Deste modo, algumas palavras e atitudes podem magoar ainda mais a autoestima de uma mulher do que a agressão propriamente dita.
E isso tem nome: violência psicológica. Esta é a forma mais subjetiva e, por isso, difícil de identificar.
Numa discussão entre um casal, o agressor normalmente usa essa tática para fazer com que a parceira se sinta humilhada e insegura, sem hipótese de reagir e assim, o respeito deixa de existir.
Neste sentido, esse tipo de violência normalmente antecede a agressão física que, uma vez praticada e tolerada, pode se tornar constante. Na maioria das vezes, o receio de assumir que o casamento ou o namoro não está a funcionar ainda é um motivo que leva mulheres a submeter-se à violência – entre todos os tipos e não apenas a psicológica.
A violência psicológica acontece quando o parceiro…
· Quer determinar a forma como ela se veste, pensa, come ou se expressa.
· Critica qualquer coisa que ela faça.
· Desvaloriza as relações afetivas dela, sejam amigos ou familiares.
· Atribui-lhe nomes com conotações negativas.
· Expõe-na a situações humilhantes em público.
· Critica o corpo da companheira de forma ofensiva, e considera isso como uma “brincadeira”.
Especialistas apontam que, apesar de não deixar marcas físicas evidentes, a violência psicológica é também uma grave violação dos direitos humanos das mulheres, que produz reflexos diretos na sua saúde mental e física. 

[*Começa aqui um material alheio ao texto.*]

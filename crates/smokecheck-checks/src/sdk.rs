// crates/smokecheck-checks/src/sdk.rs
// ============================================================================
// Module: Cloud SDK Construction Check
// Description: Diagnoses cloud SDK client initialization.
// Purpose: Report whether the SDK client constructor succeeds, and why not.
// Dependencies: smokecheck-core, reqwest, serde_json, url
// ============================================================================

//! ## Overview
//! The harness only observes whether constructing the vendor client works.
//! Construction validates the endpoint and api-key header, then checks each
//! proxy environment variable before building the underlying HTTP client,
//! so a malformed proxy value is classified as [`SdkError::ProxyEnvironment`]
//! instead of being sniffed out of an error string.

// ============================================================================
// SECTION: Imports
// ============================================================================

use std::env;
use std::time::Duration;

use reqwest::Proxy;
use reqwest::blocking::Client;
use reqwest::header::HeaderMap;
use reqwest::header::HeaderValue;
use serde_json::Value;
use serde_json::json;
use smokecheck_core::CheckContext;
use smokecheck_core::CheckError;
use smokecheck_core::CheckOutput;
use smokecheck_core::SmokeCheck;
use thiserror::Error;
use url::Url;

// ============================================================================
// SECTION: Constants
// ============================================================================

/// Proxy environment variables inspected before client construction.
pub const PROXY_ENV_VARS: [&str; 4] = ["HTTP_PROXY", "HTTPS_PROXY", "http_proxy", "https_proxy"];
/// Header carrying the API key.
const API_KEY_HEADER: &str = "api-key";
/// Timeout applied to the constructed client.
const CLIENT_TIMEOUT: Duration = Duration::from_secs(30);

// ============================================================================
// SECTION: Errors
// ============================================================================

/// Cloud SDK client construction errors.
#[derive(Debug, Error)]
pub enum SdkError {
    /// The endpoint URL is missing, unparseable, or has a bad scheme.
    #[error("invalid endpoint url: {0}")]
    InvalidEndpoint(String),
    /// The API key cannot be carried as a header value.
    #[error("invalid api key: {0}")]
    InvalidApiKey(String),
    /// The API version string is empty.
    #[error("invalid api version: {0}")]
    InvalidApiVersion(String),
    /// A proxy environment variable holds an unusable value.
    #[error("proxy environment rejected: {variable}: {message}")]
    ProxyEnvironment {
        /// Offending environment variable name.
        variable: String,
        /// Parse failure description.
        message: String,
    },
    /// The underlying HTTP client could not be built.
    #[error("sdk http client build failed: {0}")]
    ClientBuild(String),
}

impl SdkError {
    /// Returns true when the failure stems from proxy configuration.
    #[must_use]
    pub const fn is_proxy_related(&self) -> bool {
        matches!(self, Self::ProxyEnvironment { .. })
    }
}

// ============================================================================
// SECTION: Client
// ============================================================================

/// Constructor inputs for the cloud SDK client.
#[derive(Debug, Clone)]
pub struct SdkClientConfig {
    /// API key for the vendor service.
    pub api_key: String,
    /// API version string.
    pub api_version: String,
    /// Endpoint URL for the vendor service.
    pub endpoint: String,
}

/// Minimal cloud SDK client; the harness only exercises construction.
#[derive(Debug)]
pub struct SdkClient {
    /// Validated endpoint URL.
    endpoint: Url,
    /// Validated API version string.
    api_version: String,
    /// Underlying HTTP client with the api-key header installed.
    client: Client,
}

impl SdkClient {
    /// Constructs the client, validating inputs and the proxy environment.
    ///
    /// # Errors
    ///
    /// Returns [`SdkError`] when any input or the proxy environment is
    /// unusable, or when the HTTP client cannot be built.
    pub fn new(config: &SdkClientConfig) -> Result<Self, SdkError> {
        let endpoint = Url::parse(&config.endpoint)
            .map_err(|err| SdkError::InvalidEndpoint(err.to_string()))?;
        if endpoint.scheme() != "http" && endpoint.scheme() != "https" {
            return Err(SdkError::InvalidEndpoint(format!(
                "unsupported scheme `{}`",
                endpoint.scheme()
            )));
        }
        if config.api_version.trim().is_empty() {
            return Err(SdkError::InvalidApiVersion("must not be empty".to_string()));
        }
        let mut headers = HeaderMap::new();
        let key_value = HeaderValue::from_str(&config.api_key)
            .map_err(|err| SdkError::InvalidApiKey(err.to_string()))?;
        headers.insert(API_KEY_HEADER, key_value);

        let mut builder = Client::builder().timeout(CLIENT_TIMEOUT).default_headers(headers);
        for (variable, value) in proxy_values() {
            let proxy = Proxy::all(value.as_str()).map_err(|err| SdkError::ProxyEnvironment {
                variable: variable.clone(),
                message: err.to_string(),
            })?;
            builder = builder.proxy(proxy);
        }
        let client = builder.build().map_err(|err| SdkError::ClientBuild(err.to_string()))?;
        Ok(Self {
            endpoint,
            api_version: config.api_version.clone(),
            client,
        })
    }

    /// Returns the validated endpoint.
    #[must_use]
    pub const fn endpoint(&self) -> &Url {
        &self.endpoint
    }

    /// Returns the validated API version.
    #[must_use]
    pub fn api_version(&self) -> &str {
        &self.api_version
    }

    /// Returns the underlying HTTP client.
    #[must_use]
    pub const fn http_client(&self) -> &Client {
        &self.client
    }
}

/// Snapshot of which proxy variables are set, for diagnostic detail.
#[must_use]
pub fn proxy_environment() -> Value {
    let entries: Vec<Value> = PROXY_ENV_VARS
        .iter()
        .map(|variable| json!({ "variable": variable, "set": env::var(variable).is_ok() }))
        .collect();
    Value::Array(entries)
}

/// Collects the set proxy variables and their values.
fn proxy_values() -> Vec<(String, String)> {
    PROXY_ENV_VARS
        .iter()
        .filter_map(|variable| {
            env::var(variable).ok().map(|value| ((*variable).to_string(), value))
        })
        .collect()
}

// ============================================================================
// SECTION: Check
// ============================================================================

/// Reports whether SDK client construction succeeds.
pub struct SdkInitCheck {
    /// Constructor inputs.
    pub config: SdkClientConfig,
}

impl SmokeCheck for SdkInitCheck {
    fn execute(&self, _ctx: &CheckContext) -> Result<CheckOutput, CheckError> {
        match SdkClient::new(&self.config) {
            Ok(client) => Ok(CheckOutput::passed("sdk client initialized").with_detail(json!({
                "endpoint": client.endpoint().as_str(),
                "api_version": client.api_version(),
                "proxy_environment": proxy_environment(),
            }))),
            Err(err) if err.is_proxy_related() => {
                Err(CheckError::Sdk(format!("proxy-related failure: {err}")))
            }
            Err(err) => Err(CheckError::Sdk(err.to_string())),
        }
    }
}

Contudo, raramente a vítima procura ajuda externa nos casos de violência psicológica. A mulher teima em aceitar e justificar as atitudes do agressor, sofrendo em silêncio, até que uma situação de violência física, muitas vezes grave, ocorra levando em alguns casos á morte.
Em alguns casos, uma pessoa que foi criada num ambiente emocionalmente violento pode também desenvolver um comportamento violento.
Desta forma, pode não reconhecer o abuso que sofreu e confundir a necessidade que sente de controlar com cuidado, assumindo a sua atitude dominadora ou invasiva como adequada, necessária ou até como uma demonstração de afeto.
Assim, pessoas que sofrem violência psicológica também se podem tornar violentas ou afastarem-se da convivência social como uma meio de fuga. É importante que familiares e amigos estejam atentos aos sinais para que desse modo possam ajudar atempadamente alguém que possa estar a passar por uma situação semelhante.